Sunday, December 5, 2010

Teaching Writing and Editing Writers

My students' blog assignment has put in a strange position, caught somewhere between their teacher and their editor. My original "training" was as a professional writer, and part of that training was learning how to edit. I edited our program's newspaper. I've worked as an editor before. I've edited a book. I can't say I ever enjoyed that work, nor that I was any good at it. So it wasn't with much heartbreak that I gave up heavily editing my students' work when I became a teacher. 

But now that I am the administrator for the blog my students are contributing to, I have an old, familiar urge to edit. The missing (or extra) comma. The sentence fragment. The misused word. All of it. I just want to go in a fix it. Or, going further, fiddling with a sentence here or there to improve it. Or cut a word or sentence that doesn't work or fit. I know better, and I have promised myself and my students that, outside of formatting, I wouldn't change their work.

Before you get upset about my impulse to "improve" the students' writings, know that that is the role of the editor. When I worked as a paid intern for an online newspaper, I was shocked and devastated when I got my first writing assignment back from the editor completely marked up and changed. This was the first time I had really had my writing critiqued in this way. I dutifully made the changes, recognized that the writing was better (but at that point, I also thought what I had written was fine, too), and tried to grow some thicker skin. 
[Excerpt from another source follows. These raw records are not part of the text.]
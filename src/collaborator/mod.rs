//! Generative-text collaborator
//!
//! The engine consumes three calls and treats every failure as "keep the
//! prior state":
//! - `classify_and_extract` - date inference, task extraction, risk note
//! - `summarize_and_reclassify` - journal compaction
//! - `converse` - free-form replies for the chat surfaces
//!
//! Backends return raw model text; [`parse`] turns it into typed results and
//! maps anything malformed onto [`CollaboratorError::Parse`].

pub mod gemini;
pub mod mock;
pub mod parse;

use async_trait::async_trait;
use chrono::NaiveDate;
use serde::{Deserialize, Serialize};

use crate::error::CollaboratorError;
use crate::models::{Capability, ChatMessage, JournalEntry, Profile};

pub use gemini::GeminiCollaborator;
pub use mock::MockCollaborator;

/// Result of classifying a free-text journal entry.
#[derive(Debug, Clone, Default, PartialEq, Serialize, Deserialize)]
pub struct Classification {
    /// Day the entry is about, when it differs from the reference date
    pub inferred_date: Option<NaiveDate>,
    pub tasks: Vec<ExtractedTask>,
    pub risk_note: Option<String>,
}

/// A task-like item pulled out of journal text.
#[derive(Debug, Clone, PartialEq, Serialize, Deserialize)]
pub struct ExtractedTask {
    pub label: String,
    /// Raw duration; missing or non-positive values get the configured default
    pub hours: Option<f64>,
}

impl ExtractedTask {
    /// Duration to store, never zero or negative.
    pub fn hours_or(&self, default_hours: f64) -> f64 {
        match self.hours {
            Some(h) if h.is_finite() && h > 0.0 => h,
            _ => default_hours,
        }
    }
}

/// Result of compacting a batch of journal entries.
#[derive(Debug, Clone, PartialEq, Serialize, Deserialize)]
pub struct Compaction {
    pub summary: String,
    /// Replacement constitution tag for the profile
    pub revised_classification: Option<String>,
}

/// What a `converse` call is for. Backends pick their instructions from it.
#[derive(Debug, Clone, Copy, PartialEq, Eq, Serialize, Deserialize)]
#[serde(rename_all = "snake_case")]
pub enum ConversePurpose {
    Consultation,
    Diagnosis,
    Meditation,
    /// One-line summary of a finished meditation transcript
    MeditationSummary,
    /// Short review of one habit cycle
    CycleReview,
}

/// Context passed along with a conversation.
#[derive(Debug, Clone)]
pub struct ConversationContext {
    pub purpose: ConversePurpose,
    pub profile: Profile,
    /// Extra material for the model (e.g. cycle completion figures)
    pub notes: Option<String>,
}

impl ConversationContext {
    pub fn new(purpose: ConversePurpose, profile: Profile) -> Self {
        Self {
            purpose,
            profile,
            notes: None,
        }
    }

    pub fn with_notes(mut self, notes: impl Into<String>) -> Self {
        self.notes = Some(notes.into());
        self
    }
}

#[async_trait]
pub trait Collaborator: Send + Sync {
    /// Backend identifier (model name).
    fn id(&self) -> &str;

    async fn classify_and_extract(
        &self,
        capability: &Capability,
        text: &str,
        reference_date: NaiveDate,
        profile: &Profile,
    ) -> Result<Classification, CollaboratorError>;

    async fn summarize_and_reclassify(
        &self,
        capability: &Capability,
        entries: &[JournalEntry],
        profile: &Profile,
    ) -> Result<Compaction, CollaboratorError>;

    async fn converse(
        &self,
        capability: &Capability,
        history: &[ChatMessage],
        context: &ConversationContext,
    ) -> Result<String, CollaboratorError>;
}
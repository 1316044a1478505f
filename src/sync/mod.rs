//! Persistence synchronizer
//!
//! Bridges the local state store and the remote store: initial load with
//! bounded retries, debounced whole-record pushes, immediate flushes, and
//! the tri-state status surface.

pub mod status;
pub mod synchronizer;

pub use status::{SyncPhase, SyncStatus};
pub use synchronizer::Synchronizer;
The editor is a thankless job, because the byline always goes to the author. But what I try to make my students realize is that most works of writing they read are the result of a long process that often involves a lot of people. While we do peer review and revise drafts of our essays, I can't get the students to really edit their own or even their peers' work. Part of it has to do with the idea of plagiarism; these kids have been taught to only submit their own, original work, lest they face some very severe consequences. But why can't or won't they collaborate in order to make their writing better? Is it because I haven't provided a model for them to follow?

And, what is my role in the collaboration? Where is the balance between coaching my students to improve and actually getting in there doing the dirty work of revising and improving a students' writing. And would I be doing it for them or with them? This blogging assignment has forced me to think about how much work I still have to do in figuring out how to best help my students become better writers.


  1. You said "Is it because I haven't provided a model for them to follow?" Some editing pitfalls can be avoided by instituting a style guide and enforcing it with your writers. The rule regarding the placement or non-placement of the last serial comma varies in each style guide. There's nothing inherently wrong about either usage. This is especially true when there's no style guide governing a collective of writers.

  2. I'm not sure if this is a side issue or part of the main issue but this looks important: "Part of it has to do with the idea of plagiarism; these kids have been taught to only submit their own, original work, lest they face some very severe consequences."

    I think we need to move beyond rules about plagiarism and start talking about principles, about writing AS collaboration, or at least about the Romantic (yes, with capital R) view of the author and how he (for he is primarily a he) lives on in law and college policy while not really existing in a meaningful sense in the practice of writers, and so on.

    Maybe this will enable students to develop their writing and their judgement. And for better students, those who go on to academic careers or other careers as writers, will give them some tools to deal with the problem of "originality" and the value of one's written work.

  3. I love how it is often my off-handed comments that become the most telling about the current situation in higher education. Collaboration isn't the same thing as plagiarism, obviously, but for many students, the lines have been badly blurred. Perhaps if I did an assignment where the grade a student received was the grade given to the other student's paper, the student they were supposed to be editing/collaborating with. It would be in the student's best interest to help the other student write the best possible paper. It would also encourage students to pair off with the best writers in the class, but that's just me being cynical.

    I like the idea of a style guide, especially if we develop it together as a class, discussing audience, purpose, etc. I wish I could also find a really good example online showing students how brutal the editing process can be for a professional writer.